On the face of it, the idea that the crusades in the Baltic were directed to conquer holy lands appears fanciful, given that the regions attacked had no Christian pre-history. Yet perhaps precisely because of its extreme incongruity, this concept gained credence: alone of the regimes established in the wake of crusader conquest, Prussia and Livonia were ecclesiastical states. The association came early. A propagandist exhortation to attack the Wends east of the Elbe in 1108 described the campaign as being to liberate ‘our Jerusalem’. This challenging analogy operated in ways that remained central to the early association of crusading with German expansion eastwards; cashing in on the new impetus to holy war provided by the Jerusalem wars; the need to defend Christendom; and the implication that the wars were aimed at recovering lost Christian land. Some lands beyond the Elbe targeted by German crusaders in the twelfth century had been occupied by the Ottonian emperors before the great Slav revolt of 983 drove them back. Other areas had experienced more recent missionizing of fluctuating success. On the shifting German-Slav frontier, areas that had been conquered, even as far back as the tenth century, and then lost could attract accusations of apostasy. This confusion could work the other way; one contingent of the 1147 crusaders found themselves besieging recently Christianized Stettin.

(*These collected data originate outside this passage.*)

//! Overlay layer - the live floating layer of an open notification.
//!
//! A layer owns:
//! - a root element stacked above normal content
//! - the position strategy that places it next to the anchor
//! - the position-change subscribers (dropped with the layer)
//! - the cleanup of the attached template content
//! - its reposition-on-scroll listener

use std::rc::Rc;

use super::position::FlexibleConnectedStrategy;
use crate::engine::release_element;
use crate::types::{Cleanup, PositionUpdate, Size};

/// Stacking order of overlay layers.
pub const OVERLAY_Z_INDEX: i32 = 1000;

pub(crate) type PositionHandler = Rc<dyn Fn(&PositionUpdate)>;

pub(crate) struct OverlayLayer {
    /// Distinguishes this layer from earlier ones in stale cleanups.
    pub(crate) id: usize,
    pub(crate) element: usize,
    pub(crate) strategy: FlexibleConnectedStrategy,
    pub(crate) size: Size,
    subscribers: Vec<(usize, PositionHandler)>,
    next_subscriber: usize,
    content_cleanup: Option<Cleanup>,
    scroll_cleanup: Option<Cleanup>,
}

impl OverlayLayer {
    pub(crate) fn new(id: usize, element: usize, strategy: FlexibleConnectedStrategy) -> Self {
        Self {
            id,
            element,
            strategy,
            size: Size::default(),
            subscribers: Vec::new(),
            next_subscriber: 0,
            content_cleanup: None,
            scroll_cleanup: None,
        }
    }

    pub(crate) fn subscribe(&mut self, handler: PositionHandler) -> usize {
        let id = self.next_subscriber;
        self.next_subscriber += 1;
        self.subscribers.push((id, handler));
        id
    }

    pub(crate) fn unsubscribe(&mut self, id: usize) {
        self.subscribers.retain(|(subscriber_id, _)| *subscriber_id != id);
    }

    pub(crate) fn subscriber_count(&self) -> usize {
        self.subscribers.len()
    }

    /// Handlers in subscription order, cloned so they run without a borrow.
    pub(crate) fn handlers(&self) -> Vec<PositionHandler> {
        self.subscribers.iter().map(|(_, h)| h.clone()).collect()
    }

    pub(crate) fn set_content_cleanup(&mut self, cleanup: Cleanup) {
        self.content_cleanup = Some(cleanup);
    }

    pub(crate) fn set_scroll_cleanup(&mut self, cleanup: Cleanup) {
        self.scroll_cleanup = Some(cleanup);
    }

    /// Detach content, stop listening and release the layer element.
    pub(crate) fn dispose(mut self) {
        self.subscribers.clear();
        if let Some(cleanup) = self.scroll_cleanup.take() {
            cleanup();
        }
        if let Some(cleanup) = self.content_cleanup.take() {
            cleanup();
        }
        release_element(self.element);
    }
}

The distinctive character of the Baltic crusades lay in the explicit alliance of crusade and conversion, or, as saintly Bernard of Clairvaux put it, conversion or extermination. Innocent III freely employed the language of compulsion to ‘drag the barbarians into the net of orthodoxy’. This unsound doctrine acknowledged the religious component in ethnicity, cultural identity, and racial awareness. In contrast with Spain or the Near East, in the Baltic, conversion came as the inevitable corollary and recognition of conquest. Paradoxically, this allowed for greater cultural accommodation and transmission from Slav to German and vice versa. Descendants of the pagan Wendish prince Niklot, victim of the first crusader attack in 1147 and killed by Christians in 1160, became the Germanized princes and dukes of Mecklenberg, one of whom joined a crusade to Livonia in 1218. However repellent to the religiously fastidious, enforced conversion worked; by 1400 the Baltic had become a Latin Christian lake, even if elements of pagan culture swam freely beneath the surface. Conversion not backed by coercion would have had a harder struggle, as the successful resistance of pagan Lithuania showed, only accepting conversion undefeated on its own terms in 1386. The application of crusading incentives from the mid-twelfth century did not manufacture this link between force and faith, it merely recognized a process of cultural and political Imperialism already well established.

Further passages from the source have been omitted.